Bar owner charged after customer dies
Man left outside in minus 3C night

- Toronto Star - April 17, 2004

A Scarborough bar owner faces a criminal charge after a man who was found on the ground outside his establishment on Easter weekend died.

George Nikolovski, 68, who owns Papa George Restaurant & Bar, was arrested and led away by police Thursday night from the small bar he has run for the past 25 years.

He is charged with criminal negligence causing death and was in custody yesterday awaiting a bail hearing.

According to police, Dale Francis O'Halloran, 52, was drinking at the restaurant on Eglinton Ave. E. last Sunday. He became intoxicated and, while inside the bar, he "apparently fell, which is one of the contributing factors to his death," said Detective Sergeant Rick Searl, of 41 Division.

Police said in a news release O'Halloran was "removed" from the bar, and noted the temperatures overnight fell to minus 3C.

A passerby found O'Halloran at 7 a.m. Monday "lying on the grass beside the building," Searl said. He was taken to Sunnybrook hospital, but medical staff were unable to revive him. An autopsy showed he died of hypothermia, a skull fracture and "other influences," Searl said.

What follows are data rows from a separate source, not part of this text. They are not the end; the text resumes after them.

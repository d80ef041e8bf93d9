//! Endpoint configuration.

use std::net::SocketAddr;
use std::time::Duration;

/// Configuration for the local token endpoint.
#[derive(Debug, Clone)]
pub struct TokenApiConfig {
    /// Address to bind to.
    pub bind_addr: SocketAddr,
    /// Upper bound on the `block` parameter.
    pub max_block: Duration,
}

impl TokenApiConfig {
    /// Creates a configuration bound to `bind_addr`.
    pub fn new(bind_addr: SocketAddr) -> Self {
        Self {
            bind_addr,
            max_block: Duration::from_secs(300),
        }
    }

    /// Sets the longest a request may wait for a new token.
    pub fn with_max_block(mut self, max_block: Duration) -> Self {
        self.max_block = max_block;
        self
    }
}

impl Default for TokenApiConfig {
    fn default() -> Self {
        Self::new(SocketAddr::from(([127, 0, 0, 1], 9090)))
    }
}

#[cfg(test)]
mod tests {
    use super::*;

    #[test]
    fn default_config() {
        let config = TokenApiConfig::default();
        assert!(config.bind_addr.ip().is_loopback());
        assert_eq!(config.max_block, Duration::from_secs(300));
    }

    #[test]
    fn config_builder() {
        let config = TokenApiConfig::new("0.0.0.0:9000".parse().unwrap())
            .with_max_block(Duration::from_secs(5));
        assert_eq!(config.bind_addr.port(), 9000);
        assert_eq!(config.max_block, Duration::from_secs(5));
    }
}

O'Halloran's sister, Vera Clements, said yesterday: "We were told there was no foul play and now they tell us there was. And that's all we know. So we're just kind of waiting till we get the whole story of what took place.

"Under the circumstances I really don't want to get into it. We just buried him yesterday."

O'Halloran moved to Toronto from Prince Edward Island when he was about 16, said his sister, who last saw her brother in the autumn.

"His family was very important to him," she said. He married a Toronto woman; they had three children plus a stepson from her previous marriage. He had nine grandchildren.

At Papa George yesterday, one patron, who declined to give his name, said he spoke to Nikolovski before he was charged. "He told me he's been here for 25 years and never had a problem. I know he is very upset."

Bar regulars described Papa George as a quiet, small neighbourhood bar frequented by many people from the Maritimes. O'Halloran lived nearby and was a regular, they said.

Located in a strip plaza on Eglinton Ave. E. near Midland Ave., Papa George has two pool tables, dartboards and a jukebox. Snapshots line the walls. Behind the bar are pictures of the owner's family.

The province's Alcohol and Gaming Commission says the bar has only one infraction on the books: In 2000 its licence was suspended for seven days for serving intoxicated patrons.

Bar and restaurant owners and managers contacted by the Star were uneasy about the case.

"I think this story sets a very bad precedent," said Andrew Thomas, manager of the Fox and Fiddle pub at John St. and Adelaide St. W.

"You can't follow everyone home and make sure they get to bed okay. Nor do we have the means to call everyone we throw out, either."

A manager's responsibility for patrons is "a gray area," said Luigi Rende, general manager of The Marlowe on College St.

"If you do your part and make sure they don't get into a car and drive home, or call them a cab, that should be where the bar owner's liability ends."

Dianne Martin, associate professor at Osgoode Hall Law School, responded in an e-mail that in some cases bar owners have been successfully sued by people who became intoxicated and then got into car accidents.

"Those civil cases establish that there is a duty on bar owners and servers of alcohol toward their customers. Negligence, whether civil or criminal, arises when someone comes to harm that another had a duty to prevent — or at least not cause."

Martin said the degree of "recklessness" required for a criminal negligence conviction is "quite significant." A conviction can result in a life sentence.

In 1996, the owner and an employee of the Back Street Bar in downtown Toronto were charged with criminal negligence causing death after an intoxicated woman fell on some concrete stairs and died. The Ontario Court of Justice dismissed the charges, in 1999, saying the accused did not show "a wanton or reckless disregard for the life and safety of the deceased."